Thread: Issues with factorial operator
I'm working with a customer that recently discovered that some code had generated the following nice query... SELECT ... WHERE table_id = 92838278! AND ... So their production server now has several processes that are trying to compute some absurdly large factorial. There's two issues here: 1) the computation doesn't check for signals. This means both a plain kill and pg_cancel_backend() are useless. 2) Even though the answer is going to be an obscene number of digits, and that's supposed to be fed into a numeric, there's no overflow or bounds checking occurring. This is true even if I store into a field defined as numeric: decibel=# create table n(n numeric); CREATE TABLE decibel=# insert into n select 3333!; INSERT 0 1 decibel=# select char_length(trim(n, '0')) from n;char_length ------------- 9466 (1 row) So at the very least the documentation is confusing: The type numeric can store numbers with up to 1000 digits of precision and perform calculations exactly. ... Specifying NUMERIC without any precision or scale creates a column in which numeric values of any precision and scale can be stored, up to the implementation limit on precision. Yet here we have a numeric that's storing nearly 10,000 digits of precision. -- Jim Nasby decibel@decibel.org EnterpriseDB http://enterprisedb.com 512.569.9461 (cell)

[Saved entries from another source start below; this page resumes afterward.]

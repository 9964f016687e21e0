use std::cell::{Cell, RefCell};
use std::ops::ControlFlow;

use rand::rngs::SmallRng;
use rand::SeedableRng;
use web_sys::js_sys::Date;
use yew::prelude::*;

use crate::hooks::{use_in_view, use_motion};
use crate::motion::counter::{count_up, format_thousands, scramble_digits};
use crate::motion::frame_loop::{AnimationFrames, AnimationLoop};

const COUNT_UP_MS: f64 = 2000.0;
const SCRAMBLE_MS: f64 = 800.0;

#[derive(Properties, PartialEq)]
pub struct AnimatedCounterProps {
    pub value: u32,
    #[prop_or_default]
    pub suffix: AttrValue,
}

/// A number that animates in the first time it scrolls into view: a
/// count-up on small screens, a digit scramble elsewhere.
#[function_component(AnimatedCounter)]
pub fn animated_counter(props: &AnimatedCounterProps) -> Html {
    let node = use_node_ref();
    let in_view = use_in_view(node.clone(), 0.1);
    let motion = use_motion();
    let shown = use_state(|| format_thousands(0));

    {
        let shown = shown.clone();
        let value = props.value;
        let count_up_mode = motion.capabilities.is_handheld();
        use_effect_with_deps(
            move |(in_view, value)| {
                let value = *value;
                let animation = in_view.then(|| {
                    let target = format_thousands(value);
                    let started = Cell::new(None::<f64>);
                    let rng = RefCell::new(SmallRng::seed_from_u64(Date::now() as u64));
                    let animation = AnimationLoop::new(AnimationFrames, move |now| {
                        let start = started.get().unwrap_or(now);
                        started.set(Some(start));
                        let elapsed = now - start;

                        if count_up_mode {
                            shown.set(format_thousands(count_up(value, elapsed, COUNT_UP_MS)));
                            if elapsed >= COUNT_UP_MS {
                                return ControlFlow::Break(());
                            }
                        } else if elapsed >= SCRAMBLE_MS {
                            shown.set(target.clone());
                            return ControlFlow::Break(());
                        } else {
                            let progress = elapsed / SCRAMBLE_MS;
                            shown.set(scramble_digits(&target, progress, &mut *rng.borrow_mut()));
                        }
                        ControlFlow::Continue(())
                    });
                    animation.start();
                    animation
                });
                move || drop(animation)
            },
            (in_view, value),
        );
    }

    html! {
        <span ref={node} class="animated-counter">
            {(*shown).clone()}{props.suffix.clone()}
        </span>
    }
}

It makes sense with factorial function to do an error check on the domain. Calculate beforehand, and figure out what the largest sensible domain value is. For instance, in Maple, I get this: > y:=92838278!; Error, object too large > The error message returns instantly. For reasonably large values, it might make sense to pre-compute factorials and store them in an array. It should also be possible to store 1/2 of Pascal's triangle in memory and demand load that memory segment the first time someone asks for factorials or combinations or permutations. Just a thought. > -----Original Message----- > From: pgsql-hackers-owner@postgresql.org [mailto:pgsql-hackers- > owner@postgresql.org] On Behalf Of Jim C. Nasby > Sent: Friday, June 08, 2007 6:45 PM > To: pgsql-hackers@postgresql.org > Subject: [HACKERS] Issues with factorial operator > > I'm working with a customer that recently discovered that some code had > generated the following nice query... > > SELECT ... WHERE table_id = 92838278! AND ... > > So their production server now has several processes that are trying to > compute some absurdly large factorial. There's two issues here: > > 1) the computation doesn't check for signals. This means both a plain > kill and pg_cancel_backend() are useless. > > 2) Even though the answer is going to be an obscene number of digits, > and that's supposed to be fed into a numeric, there's no overflow or > bounds checking occurring. This is true even if I store into a field > defined as numeric: > > decibel=# create table n(n numeric); > CREATE TABLE > decibel=# insert into n select 3333!; > INSERT 0 1 > decibel=# select char_length(trim(n, '0')) from n; > char_length > ------------- > 9466 > (1 row) > > So at the very least the documentation is confusing: > > The type numeric can store numbers with up to 1000 digits of precision > and perform calculations exactly. > ... > Specifying > > NUMERIC > > without any precision or scale creates a column in which numeric values > of any precision and scale can be stored, up to the implementation limit > on precision. > > Yet here we have a numeric that's storing nearly 10,000 digits of > precision. > -- > Jim Nasby decibel@decibel.org > EnterpriseDB http://enterprisedb.com 512.569.9461 (cell)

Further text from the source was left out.